Thursday, 30 May 2019

Public Accounts Committee

2017 Annual Report of the Comptroller and Auditor General and Appropriation Accounts
Vote 7 - Office of the Minister for Finance
Chapter 1 - Exchequer Financial Outturn for 2017
Chapter 22 - Irish Fiscal Advisory Council

9:00 am

Photo of Marc MacSharryMarc MacSharry (Sligo-Leitrim, Fianna Fail) | Oireachtas source

We have been through it before but we got no answers and we have this charade going on down in the High Court where on the one hand we are not allowed to have the answers because the matter is sub judice. This committee has offered to try to see if we can help. The Chief State Solicitor's office, without checking with us, put it into a letter of correspondence to the applicant in the case to ask if the applicant would pull back if it let the Committee of Public Accounts do a bit of work. All we want to do is save a little bit of money, get the appropriate oversight and, meanwhile, we have a case going on in the High Court where nobody is engaging with anybody. We are heading for €306 million in taxpayers' money for this liquidation.
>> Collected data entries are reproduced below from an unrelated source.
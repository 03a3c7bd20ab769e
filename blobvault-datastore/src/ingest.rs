//! Staged concurrent ingest pipeline: split -> hash -> store -> manifest batch.
//!
//! Four stages connected by bounded queues. A single cancellation token and
//! a size-1 error channel give first-error-wins semantics: whichever stage
//! fails first cancels its peers, and the pipeline surfaces that error.

use std::collections::HashMap;
use std::sync::Arc;

use tokio::io::AsyncReadExt;
use tokio::sync::{mpsc, oneshot, Mutex as AsyncMutex};
use tokio::task::JoinSet;
use tokio_util::sync::CancellationToken;
use uuid::Uuid;

use crate::chunk_store::ChunkStore;
use crate::error::{Error, Result};
use crate::hash::digest_hex;

#[derive(Debug, Clone, Copy)]
pub struct IngestConfig {
    pub chunk_size: usize,
    pub batch_size: usize,
    pub store_workers: usize,
    pub queue_depth: usize,
}

impl Default for IngestConfig {
    fn default() -> Self {
        Self {
            chunk_size: 4 * 1024 * 1024,
            batch_size: 200,
            store_workers: 10,
            queue_depth: 8,
        }
    }
}

#[derive(Debug, Default, Clone, Copy, serde::Serialize)]
pub struct IngestStats {
    pub total_size: u64,
    pub chunks_count: u64,
    pub unique_chunks_written: u64,
    pub dedupe_saved_bytes: u64,
}

#[derive(Debug, Clone)]
pub struct ManifestEntry {
    pub idx: u64,
    pub hash: String,
    pub size: u64,
}

/// What the pipeline needs from the chunk metadata table. Implemented by the
/// relational index so this crate stays free of any particular database
/// driver.
#[async_trait::async_trait]
pub trait ChunkIndex: Send + Sync {
    /// Inserts the chunk row if absent. Returns whether it was newly inserted.
    async fn upsert_chunk(&self, hash: &str, size: u64) -> Result<bool>;
}

/// What the pipeline needs to persist manifest entries.
#[async_trait::async_trait]
pub trait ManifestSink: Send + Sync {
    async fn add_manifest_batch(&self, file_id: Uuid, entries: &[ManifestEntry]) -> Result<()>;
}

struct SplitChunk {
    idx: u64,
    bytes: Vec<u8>,
}

struct HashedChunk {
    idx: u64,
    bytes: Vec<u8>,
    hash: String,
}

struct StoredChunk {
    idx: u64,
    hash: String,
    size: u64,
    reused: bool,
}

pub struct IngestPipeline {
    chunk_store: Arc<ChunkStore>,
    chunk_index: Arc<dyn ChunkIndex>,
    manifest_sink: Arc<dyn ManifestSink>,
    config: IngestConfig,
}

impl IngestPipeline {
    pub fn new(
        chunk_store: Arc<ChunkStore>,
        chunk_index: Arc<dyn ChunkIndex>,
        manifest_sink: Arc<dyn ManifestSink>,
        config: IngestConfig,
    ) -> Self {
        Self {
            chunk_store,
            chunk_index,
            manifest_sink,
            config,
        }
    }

    pub async fn run<R>(&self, file_id: Uuid, mut reader: R) -> Result<IngestStats>
    where
        R: tokio::io::AsyncRead + Unpin + Send + 'static,
    {
        let cancel = CancellationToken::new();
        let (err_tx, mut err_rx) = mpsc::channel::<Error>(1);
        let (chunk_tx, chunk_rx) = mpsc::channel::<SplitChunk>(self.config.queue_depth);
        let (hashed_tx, hashed_rx) = mpsc::channel::<HashedChunk>(self.config.queue_depth);
        let (stored_tx, mut stored_rx) = mpsc::channel::<StoredChunk>(self.config.queue_depth);
        let (result_tx, result_rx) = oneshot::channel::<IngestStats>();

        let mut tasks = JoinSet::new();

        // Splitter
        {
            let cancel = cancel.clone();
            let err_tx = err_tx.clone();
            let chunk_size = self.config.chunk_size;
            tasks.spawn(async move {
                let mut buf = vec![0u8; chunk_size];
                let mut idx = 0u64;
                loop {
                    let n = tokio::select! {
                        res = reader.read(&mut buf) => res,
                        _ = cancel.cancelled() => return,
                    };
                    match n {
                        Ok(0) => return,
                        Ok(n) => {
                            let item = SplitChunk {
                                idx,
                                bytes: buf[..n].to_vec(),
                            };
                            idx += 1;
                            if chunk_tx.send(item).await.is_err() {
                                return;
                            }
                        }
                        Err(err) => {
                            let _ = err_tx.try_send(Error::from(anyhow::Error::from(err)));
                            cancel.cancel();
                            return;
                        }
                    }
                }
            });
        }

        // Hasher
        {
            let cancel = cancel.clone();
            let err_tx = err_tx.clone();
            let mut chunk_rx = chunk_rx;
            let hashed_tx = hashed_tx.clone();
            tasks.spawn(async move {
                loop {
                    let item = tokio::select! {
                        item = chunk_rx.recv() => item,
                        _ = cancel.cancelled() => return,
                    };
                    let Some(item) = item else { return };
                    let bytes = item.bytes;
                    let hashed = tokio::task::spawn_blocking(move || {
                        let hash = digest_hex(&bytes);
                        (bytes, hash)
                    })
                    .await;
                    match hashed {
                        Ok((bytes, hash)) => {
                            let out = HashedChunk {
                                idx: item.idx,
                                bytes,
                                hash,
                            };
                            if hashed_tx.send(out).await.is_err() {
                                return;
                            }
                        }
                        Err(err) => {
                            let _ = err_tx.try_send(Error::Internal(anyhow::anyhow!(
                                "hasher task panicked: {err}"
                            )));
                            cancel.cancel();
                            return;
                        }
                    }
                }
            });
        }

        // Store workers, work-stealing from a single shared receiver.
        let hashed_rx = Arc::new(AsyncMutex::new(hashed_rx));
        for _ in 0..self.config.store_workers.max(1) {
            let cancel = cancel.clone();
            let err_tx = err_tx.clone();
            let hashed_rx = hashed_rx.clone();
            let stored_tx = stored_tx.clone();
            let chunk_store = self.chunk_store.clone();
            let chunk_index = self.chunk_index.clone();
            tasks.spawn(async move {
                loop {
                    let item = {
                        let mut rx = hashed_rx.lock().await;
                        tokio::select! {
                            item = rx.recv() => item,
                            _ = cancel.cancelled() => return,
                        }
                    };
                    let Some(item) = item else { return };
                    let size = item.bytes.len() as u64;

                    let store_result: Result<bool> = async {
                        let reused = chunk_store.exists_async(item.hash.clone()).await?;
                        if !reused {
                            chunk_store
                                .put_async(item.hash.clone(), item.bytes)
                                .await?;
                        }
                        chunk_index.upsert_chunk(&item.hash, size).await?;
                        Ok(reused)
                    }
                    .await;

                    match store_result {
                        Ok(reused) => {
                            let out = StoredChunk {
                                idx: item.idx,
                                hash: item.hash,
                                size,
                                reused,
                            };
                            if stored_tx.send(out).await.is_err() {
                                return;
                            }
                        }
                        Err(err) => {
                            let _ = err_tx.try_send(err);
                            cancel.cancel();
                            return;
                        }
                    }
                }
            });
        }
        drop(stored_tx);
        drop(hashed_tx);

        // Manifest batcher
        {
            let cancel = cancel.clone();
            let err_tx = err_tx.clone();
            let manifest_sink = self.manifest_sink.clone();
            let batch_size = self.config.batch_size;
            tasks.spawn(async move {
                let mut reorder: HashMap<u64, StoredChunk> = HashMap::new();
                let mut next_idx = 0u64;
                let mut pending: Vec<ManifestEntry> = Vec::with_capacity(batch_size);
                let mut stats = IngestStats::default();

                loop {
                    let item = tokio::select! {
                        item = stored_rx.recv() => item,
                        _ = cancel.cancelled() => None,
                    };
                    let Some(item) = item else { break };
                    reorder.insert(item.idx, item);

                    while let Some(item) = reorder.remove(&next_idx) {
                        stats.total_size += item.size;
                        stats.chunks_count += 1;
                        if item.reused {
                            stats.dedupe_saved_bytes += item.size;
                        } else {
                            stats.unique_chunks_written += 1;
                        }
                        pending.push(ManifestEntry {
                            idx: item.idx,
                            hash: item.hash,
                            size: item.size,
                        });
                        next_idx += 1;

                        if pending.len() >= batch_size {
                            let batch = std::mem::take(&mut pending);
                            if let Err(err) = manifest_sink.add_manifest_batch(file_id, &batch).await {
                                let _ = err_tx.try_send(err);
                                cancel.cancel();
                                return;
                            }
                        }
                    }
                }

                if !pending.is_empty() {
                    if let Err(err) = manifest_sink.add_manifest_batch(file_id, &pending).await {
                        let _ = err_tx.try_send(err);
                        cancel.cancel();
                        return;
                    }
                }

                let _ = result_tx.send(stats);
            });
        }

        while tasks.join_next().await.is_some() {}

        if let Ok(err) = err_rx.try_recv() {
            return Err(err);
        }

        result_rx
            .await
            .map_err(|_| Error::Internal(anyhow::anyhow!("ingest pipeline produced no result")))
    }
}
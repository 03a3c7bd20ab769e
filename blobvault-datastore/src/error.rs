use thiserror::Error;

/// Error taxonomy shared by every core operation (chunk store, ingest
/// pipeline, stream assembler, garbage collector). HTTP-specific variants
/// exist here too since the boundary maps them 1:1 without re-wrapping.
#[derive(Debug, Error)]
pub enum Error {
    #[error("invalid input: {0}")]
    InvalidInput(String),

    #[error("not found")]
    NotFound,

    #[error("payload too large")]
    TooLarge,

    #[error("unsupported media type")]
    UnsupportedMediaType,

    #[error("corrupt data: {0}")]
    Corrupt(String),

    #[error(transparent)]
    Internal(#[from] anyhow::Error),
}

impl From<std::io::Error> for Error {
    fn from(err: std::io::Error) -> Self {
        Error::Internal(err.into())
    }
}

pub type Result<T> = std::result::Result<T, Error>;
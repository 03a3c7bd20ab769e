//! Reference-counted garbage collection triggered by file deletion.

use std::sync::Arc;

use log::warn;
use uuid::Uuid;

use crate::chunk_store::ChunkStore;
use crate::error::Result;

#[derive(Debug, Default, Clone, Copy, serde::Serialize)]
pub struct GcResult {
    pub orphan_chunks_deleted: u64,
    pub orphan_bytes_deleted: u64,
}

/// What the garbage collector needs from the relational index. A single
/// call covers the whole transactional step: delete the file and its
/// manifest, then delete any chunk rows that are no longer referenced,
/// returning the set of hashes (and their sizes) that became orphaned.
/// Implementations run this as one committed transaction.
#[async_trait::async_trait]
pub trait DeletionIndex: Send + Sync {
    /// Errors with `Error::NotFound` if the file does not exist.
    async fn delete_file_and_collect_orphans(&self, file_id: Uuid) -> Result<Vec<(String, u64)>>;
}

pub struct GarbageCollector {
    chunk_store: Arc<ChunkStore>,
    index: Arc<dyn DeletionIndex>,
}

impl GarbageCollector {
    pub fn new(chunk_store: Arc<ChunkStore>, index: Arc<dyn DeletionIndex>) -> Self {
        Self { chunk_store, index }
    }

    /// Deletes a file and best-effort removes any chunks left unreferenced
    /// by the deletion. Blob removal failures are logged, not propagated:
    /// an unreferenced blob is harmless and can be swept later.
    pub async fn delete_file(&self, file_id: Uuid) -> Result<GcResult> {
        let orphans = self.index.delete_file_and_collect_orphans(file_id).await?;

        let mut result = GcResult::default();
        for (hash, size) in orphans {
            match self.chunk_store.delete_async(hash.clone()).await {
                Ok(()) => {
                    result.orphan_chunks_deleted += 1;
                    result.orphan_bytes_deleted += size;
                }
                Err(err) => {
                    warn!("failed to delete orphan blob {hash} for file {file_id}: {err}");
                }
            }
        }

        Ok(result)
    }
}

#[cfg(test)]
mod tests {
    use super::*;
    use crate::error::Error;
    use std::collections::HashMap;
    use std::sync::Mutex;

    struct FakeIndex {
        orphans_by_file: Mutex<HashMap<Uuid, Vec<(String, u64)>>>,
    }

    #[async_trait::async_trait]
    impl DeletionIndex for FakeIndex {
        async fn delete_file_and_collect_orphans(
            &self,
            file_id: Uuid,
        ) -> Result<Vec<(String, u64)>> {
            self.orphans_by_file
                .lock()
                .unwrap()
                .remove(&file_id)
                .ok_or(Error::NotFound)
        }
    }

    fn store() -> (tempfile::TempDir, Arc<ChunkStore>) {
        let dir = tempfile::tempdir().unwrap();
        let store = Arc::new(ChunkStore::open(dir.path()).unwrap());
        (dir, store)
    }

    #[tokio::test]
    async fn deletes_orphan_blobs_and_counts_them() {
        let (_dir, chunk_store) = store();
        let data = b"shared no more";
        let hash = crate::hash::digest_hex(data);
        chunk_store.put(&hash, data).unwrap();

        let file_id = Uuid::new_v4();
        let mut map = HashMap::new();
        map.insert(file_id, vec![(hash.clone(), data.len() as u64)]);
        let index = Arc::new(FakeIndex { orphans_by_file: Mutex::new(map) });
        let gc = GarbageCollector::new(chunk_store.clone(), index);

        let result = gc.delete_file(file_id).await.unwrap();
        assert_eq!(result.orphan_chunks_deleted, 1);
        assert_eq!(result.orphan_bytes_deleted, data.len() as u64);
        assert!(!chunk_store.exists(&hash).unwrap());
    }

    #[tokio::test]
    async fn shared_chunk_not_reported_as_orphan_when_index_says_so() {
        let (_dir, chunk_store) = store();
        let file_id = Uuid::new_v4();
        let mut map = HashMap::new();
        map.insert(file_id, Vec::new());
        let index = Arc::new(FakeIndex { orphans_by_file: Mutex::new(map) });
        let gc = GarbageCollector::new(chunk_store, index);

        let result = gc.delete_file(file_id).await.unwrap();
        assert_eq!(result.orphan_chunks_deleted, 0);
        assert_eq!(result.orphan_bytes_deleted, 0);
    }

    #[tokio::test]
    async fn missing_file_is_not_found() {
        let (_dir, chunk_store) = store();
        let index = Arc::new(FakeIndex { orphans_by_file: Mutex::new(HashMap::new()) });
        let gc = GarbageCollector::new(chunk_store, index);
        assert!(matches!(
            gc.delete_file(Uuid::new_v4()).await,
            Err(Error::NotFound)
        ));
    }
}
I have a report in front of me today that was commissioned by a third party where Professor Constantin Gurdgiev effectively said that as a consequence of the failure to properly account, analyse, assess, challenge or monitor, or both, the costs of the interests of the Irish taxpayer and ultimately all creditors of IBRC have not been or are not being adequately protected. That happens to be my uneducated, ordinary five-eight view, as articulated at this committee many times over the past two years, but he comes with a bit of credibility. When we were last here we did have the relevant person, a former employee of KPMG apparently - not that that is an issue - and he was able to tell us that about two people were dedicated to this.

The other issue is that we are not even going to be able to adjudge at the very end, whenever the end is, on the performance, because part of the terms of reference, when one puts it all together, there was no valuation of the assets or expected recoverable value of the assets held at the time of liquidation, so that established no benchmark or key performance indicators for liquidation process performance. We are all just going to arrive at the end and say we did a tremendous job, which we know cost €306 million, because we will have nothing to compare it with and we will have added no oversight other than the glorified PowerPoint presentation that is rolled out, the most recent one being on 22 May, with headline issues, but it is not remotely the sort of detail that was available to me when I was voluntarily liquidating my own very modest business. I did not have any creditors because I paid all the bills. It is totally unacceptable.